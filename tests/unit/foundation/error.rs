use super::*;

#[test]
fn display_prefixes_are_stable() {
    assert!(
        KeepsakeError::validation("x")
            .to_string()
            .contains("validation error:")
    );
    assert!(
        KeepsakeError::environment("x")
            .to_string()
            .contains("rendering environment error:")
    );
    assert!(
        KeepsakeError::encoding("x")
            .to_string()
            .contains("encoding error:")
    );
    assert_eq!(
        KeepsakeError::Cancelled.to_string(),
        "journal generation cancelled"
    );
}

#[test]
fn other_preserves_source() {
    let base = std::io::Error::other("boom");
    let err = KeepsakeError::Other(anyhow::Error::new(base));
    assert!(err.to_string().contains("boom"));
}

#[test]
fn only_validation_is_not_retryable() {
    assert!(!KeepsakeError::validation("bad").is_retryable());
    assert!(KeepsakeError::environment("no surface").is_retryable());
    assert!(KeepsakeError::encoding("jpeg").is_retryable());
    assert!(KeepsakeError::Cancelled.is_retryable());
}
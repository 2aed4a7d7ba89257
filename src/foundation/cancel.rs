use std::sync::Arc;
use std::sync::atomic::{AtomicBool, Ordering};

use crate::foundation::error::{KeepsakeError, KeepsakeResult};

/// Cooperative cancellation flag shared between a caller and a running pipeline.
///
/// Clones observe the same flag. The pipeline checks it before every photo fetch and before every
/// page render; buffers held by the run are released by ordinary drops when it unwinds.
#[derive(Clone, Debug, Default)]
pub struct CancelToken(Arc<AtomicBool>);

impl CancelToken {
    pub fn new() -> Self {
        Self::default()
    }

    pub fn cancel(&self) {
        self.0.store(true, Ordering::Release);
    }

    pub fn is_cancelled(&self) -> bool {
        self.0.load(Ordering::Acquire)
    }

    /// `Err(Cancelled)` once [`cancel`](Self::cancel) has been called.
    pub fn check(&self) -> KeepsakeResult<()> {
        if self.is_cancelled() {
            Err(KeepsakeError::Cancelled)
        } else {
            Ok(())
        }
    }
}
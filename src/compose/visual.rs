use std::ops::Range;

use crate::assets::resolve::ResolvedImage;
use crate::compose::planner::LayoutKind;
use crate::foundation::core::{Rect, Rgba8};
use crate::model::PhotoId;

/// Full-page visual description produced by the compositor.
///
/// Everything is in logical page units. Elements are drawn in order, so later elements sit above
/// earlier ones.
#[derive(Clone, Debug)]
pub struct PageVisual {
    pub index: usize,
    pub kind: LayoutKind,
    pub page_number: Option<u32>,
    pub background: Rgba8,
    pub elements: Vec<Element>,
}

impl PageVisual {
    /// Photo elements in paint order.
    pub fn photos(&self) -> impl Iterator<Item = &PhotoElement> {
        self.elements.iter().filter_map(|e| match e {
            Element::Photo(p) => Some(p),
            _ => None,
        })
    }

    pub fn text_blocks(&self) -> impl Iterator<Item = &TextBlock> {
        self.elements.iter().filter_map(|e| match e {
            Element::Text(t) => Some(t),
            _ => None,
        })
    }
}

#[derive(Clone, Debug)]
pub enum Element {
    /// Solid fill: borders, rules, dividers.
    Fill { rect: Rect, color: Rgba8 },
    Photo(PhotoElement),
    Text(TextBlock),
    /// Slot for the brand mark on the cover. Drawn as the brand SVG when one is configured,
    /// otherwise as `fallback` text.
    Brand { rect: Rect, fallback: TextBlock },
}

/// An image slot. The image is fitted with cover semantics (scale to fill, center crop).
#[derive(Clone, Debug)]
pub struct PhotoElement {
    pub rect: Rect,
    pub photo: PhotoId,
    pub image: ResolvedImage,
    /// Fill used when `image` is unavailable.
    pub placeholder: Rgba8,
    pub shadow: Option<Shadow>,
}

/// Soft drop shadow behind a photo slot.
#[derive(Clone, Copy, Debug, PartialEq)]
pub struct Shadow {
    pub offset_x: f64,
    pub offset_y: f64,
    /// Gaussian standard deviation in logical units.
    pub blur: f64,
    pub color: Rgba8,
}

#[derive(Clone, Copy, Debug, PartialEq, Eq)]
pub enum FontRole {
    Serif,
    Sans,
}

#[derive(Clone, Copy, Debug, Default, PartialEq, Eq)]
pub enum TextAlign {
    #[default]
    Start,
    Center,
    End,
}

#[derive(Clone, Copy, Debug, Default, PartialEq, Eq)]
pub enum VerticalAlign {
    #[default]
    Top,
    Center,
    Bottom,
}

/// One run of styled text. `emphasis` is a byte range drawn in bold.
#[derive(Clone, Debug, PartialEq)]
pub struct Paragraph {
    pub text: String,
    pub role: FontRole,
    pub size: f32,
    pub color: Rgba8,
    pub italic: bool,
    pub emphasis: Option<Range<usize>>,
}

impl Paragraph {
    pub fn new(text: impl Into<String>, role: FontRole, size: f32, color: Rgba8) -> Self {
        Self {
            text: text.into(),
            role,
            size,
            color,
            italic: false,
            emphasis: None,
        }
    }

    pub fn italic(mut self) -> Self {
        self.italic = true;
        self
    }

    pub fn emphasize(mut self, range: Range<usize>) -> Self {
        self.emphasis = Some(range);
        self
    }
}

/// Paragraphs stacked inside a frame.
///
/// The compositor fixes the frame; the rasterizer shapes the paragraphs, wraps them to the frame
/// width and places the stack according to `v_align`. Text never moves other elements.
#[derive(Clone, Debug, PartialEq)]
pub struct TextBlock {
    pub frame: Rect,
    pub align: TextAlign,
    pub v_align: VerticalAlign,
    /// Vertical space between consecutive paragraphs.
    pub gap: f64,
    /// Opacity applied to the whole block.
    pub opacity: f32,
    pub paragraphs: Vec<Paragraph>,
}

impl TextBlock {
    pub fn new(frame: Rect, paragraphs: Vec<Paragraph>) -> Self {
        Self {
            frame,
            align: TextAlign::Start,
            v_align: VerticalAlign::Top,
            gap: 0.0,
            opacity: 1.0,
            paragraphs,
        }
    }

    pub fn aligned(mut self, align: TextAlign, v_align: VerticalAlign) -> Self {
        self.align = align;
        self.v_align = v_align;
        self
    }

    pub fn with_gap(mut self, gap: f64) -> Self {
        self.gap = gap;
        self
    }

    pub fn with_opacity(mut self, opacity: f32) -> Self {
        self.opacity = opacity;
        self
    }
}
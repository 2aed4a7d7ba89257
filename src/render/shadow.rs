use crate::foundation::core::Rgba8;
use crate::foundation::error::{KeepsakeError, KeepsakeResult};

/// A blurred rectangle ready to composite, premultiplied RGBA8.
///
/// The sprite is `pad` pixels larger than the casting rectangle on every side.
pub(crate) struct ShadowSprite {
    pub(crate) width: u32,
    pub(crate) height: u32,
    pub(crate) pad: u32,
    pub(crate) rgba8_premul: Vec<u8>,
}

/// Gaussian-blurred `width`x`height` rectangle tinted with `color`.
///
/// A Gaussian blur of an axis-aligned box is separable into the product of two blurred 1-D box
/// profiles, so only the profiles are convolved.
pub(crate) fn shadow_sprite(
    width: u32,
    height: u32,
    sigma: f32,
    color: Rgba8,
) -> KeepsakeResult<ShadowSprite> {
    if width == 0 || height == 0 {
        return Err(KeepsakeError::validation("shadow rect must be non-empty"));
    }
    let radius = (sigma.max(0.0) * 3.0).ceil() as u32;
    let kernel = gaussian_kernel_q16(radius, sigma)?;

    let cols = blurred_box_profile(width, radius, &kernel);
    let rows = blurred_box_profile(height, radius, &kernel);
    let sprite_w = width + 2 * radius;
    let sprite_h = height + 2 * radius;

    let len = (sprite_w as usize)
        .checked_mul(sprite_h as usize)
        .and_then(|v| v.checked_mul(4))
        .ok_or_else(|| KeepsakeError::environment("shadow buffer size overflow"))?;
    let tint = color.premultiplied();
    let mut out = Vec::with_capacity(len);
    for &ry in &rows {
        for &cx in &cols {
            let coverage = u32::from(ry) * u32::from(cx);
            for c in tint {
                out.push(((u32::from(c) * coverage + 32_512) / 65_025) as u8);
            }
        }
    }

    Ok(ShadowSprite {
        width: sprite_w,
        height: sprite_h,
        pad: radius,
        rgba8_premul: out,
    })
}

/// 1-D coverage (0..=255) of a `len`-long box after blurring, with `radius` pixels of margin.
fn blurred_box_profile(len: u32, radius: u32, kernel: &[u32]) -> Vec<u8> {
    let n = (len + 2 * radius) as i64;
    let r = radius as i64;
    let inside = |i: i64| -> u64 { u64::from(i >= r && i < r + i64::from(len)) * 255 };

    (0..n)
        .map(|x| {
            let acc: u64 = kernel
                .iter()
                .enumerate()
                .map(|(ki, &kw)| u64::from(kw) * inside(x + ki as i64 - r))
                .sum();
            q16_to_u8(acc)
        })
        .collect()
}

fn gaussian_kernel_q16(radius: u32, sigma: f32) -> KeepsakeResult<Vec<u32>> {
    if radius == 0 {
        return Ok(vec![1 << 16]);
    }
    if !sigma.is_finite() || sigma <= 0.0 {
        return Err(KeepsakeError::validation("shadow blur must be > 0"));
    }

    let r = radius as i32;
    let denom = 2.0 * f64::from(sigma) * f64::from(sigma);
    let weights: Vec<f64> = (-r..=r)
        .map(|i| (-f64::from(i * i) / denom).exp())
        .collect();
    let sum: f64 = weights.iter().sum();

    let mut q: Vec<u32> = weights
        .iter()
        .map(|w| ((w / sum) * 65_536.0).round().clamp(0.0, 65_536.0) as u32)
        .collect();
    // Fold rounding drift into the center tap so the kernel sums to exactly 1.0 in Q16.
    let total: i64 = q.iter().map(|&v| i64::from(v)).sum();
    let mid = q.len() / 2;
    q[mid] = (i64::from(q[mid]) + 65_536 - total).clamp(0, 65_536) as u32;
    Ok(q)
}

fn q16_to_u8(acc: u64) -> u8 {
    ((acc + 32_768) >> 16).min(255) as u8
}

--*--

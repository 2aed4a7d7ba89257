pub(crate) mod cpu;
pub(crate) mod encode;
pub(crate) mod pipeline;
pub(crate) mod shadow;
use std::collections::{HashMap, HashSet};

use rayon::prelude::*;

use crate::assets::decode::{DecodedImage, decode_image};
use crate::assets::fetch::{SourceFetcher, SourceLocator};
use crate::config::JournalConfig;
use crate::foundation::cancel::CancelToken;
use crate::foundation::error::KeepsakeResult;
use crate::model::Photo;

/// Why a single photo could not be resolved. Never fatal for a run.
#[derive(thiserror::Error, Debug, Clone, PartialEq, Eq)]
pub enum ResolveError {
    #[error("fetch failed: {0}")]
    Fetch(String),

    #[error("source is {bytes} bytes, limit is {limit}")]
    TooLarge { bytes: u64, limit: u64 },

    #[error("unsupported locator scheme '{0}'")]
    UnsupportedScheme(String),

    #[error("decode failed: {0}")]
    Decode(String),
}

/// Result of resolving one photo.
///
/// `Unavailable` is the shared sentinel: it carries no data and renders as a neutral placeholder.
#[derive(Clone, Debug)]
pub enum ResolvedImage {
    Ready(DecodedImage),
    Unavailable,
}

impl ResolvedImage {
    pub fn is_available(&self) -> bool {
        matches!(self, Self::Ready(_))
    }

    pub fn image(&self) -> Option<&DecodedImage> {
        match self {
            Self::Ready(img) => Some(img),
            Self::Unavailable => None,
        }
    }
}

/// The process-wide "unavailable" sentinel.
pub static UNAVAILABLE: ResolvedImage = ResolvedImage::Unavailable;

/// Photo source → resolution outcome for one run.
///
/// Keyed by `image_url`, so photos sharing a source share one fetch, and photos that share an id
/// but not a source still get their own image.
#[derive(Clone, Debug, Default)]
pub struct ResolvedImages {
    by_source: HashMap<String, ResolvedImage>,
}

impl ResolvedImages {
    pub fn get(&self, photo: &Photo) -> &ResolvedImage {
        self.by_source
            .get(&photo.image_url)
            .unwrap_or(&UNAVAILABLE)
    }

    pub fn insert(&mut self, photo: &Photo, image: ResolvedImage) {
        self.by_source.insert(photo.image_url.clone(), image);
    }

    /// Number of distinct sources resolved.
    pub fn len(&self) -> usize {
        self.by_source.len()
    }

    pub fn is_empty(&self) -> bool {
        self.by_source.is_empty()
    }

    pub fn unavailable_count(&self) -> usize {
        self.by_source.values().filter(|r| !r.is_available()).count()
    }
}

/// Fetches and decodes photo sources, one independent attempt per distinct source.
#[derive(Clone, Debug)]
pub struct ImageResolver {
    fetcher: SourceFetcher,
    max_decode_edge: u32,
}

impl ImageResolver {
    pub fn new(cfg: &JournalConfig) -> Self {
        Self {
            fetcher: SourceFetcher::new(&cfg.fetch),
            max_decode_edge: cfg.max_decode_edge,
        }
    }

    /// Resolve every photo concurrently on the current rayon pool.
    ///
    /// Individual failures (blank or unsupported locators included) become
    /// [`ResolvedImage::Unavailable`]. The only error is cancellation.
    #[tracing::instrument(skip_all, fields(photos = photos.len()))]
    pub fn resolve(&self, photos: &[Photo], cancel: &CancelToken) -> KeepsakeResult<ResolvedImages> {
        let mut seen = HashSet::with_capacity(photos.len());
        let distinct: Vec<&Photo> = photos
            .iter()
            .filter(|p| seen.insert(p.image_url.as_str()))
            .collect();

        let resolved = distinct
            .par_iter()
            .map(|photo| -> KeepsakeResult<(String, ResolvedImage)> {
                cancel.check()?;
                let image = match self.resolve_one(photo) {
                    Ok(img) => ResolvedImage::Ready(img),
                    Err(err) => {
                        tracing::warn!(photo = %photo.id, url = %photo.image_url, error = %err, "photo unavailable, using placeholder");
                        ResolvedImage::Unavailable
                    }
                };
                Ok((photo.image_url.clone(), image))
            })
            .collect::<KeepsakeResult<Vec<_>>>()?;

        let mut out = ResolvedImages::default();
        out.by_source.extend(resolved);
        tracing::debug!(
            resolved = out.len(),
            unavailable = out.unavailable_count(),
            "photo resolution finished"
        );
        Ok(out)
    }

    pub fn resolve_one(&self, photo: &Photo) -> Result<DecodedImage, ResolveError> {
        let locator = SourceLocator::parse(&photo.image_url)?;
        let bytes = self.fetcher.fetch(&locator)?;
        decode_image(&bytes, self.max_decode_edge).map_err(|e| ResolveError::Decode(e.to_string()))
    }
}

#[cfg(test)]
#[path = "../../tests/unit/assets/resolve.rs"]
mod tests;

--*--

> **Exercise requirements**: Count the lines above that contain the word "encoding". Give only the number.

> **Answer section**: 3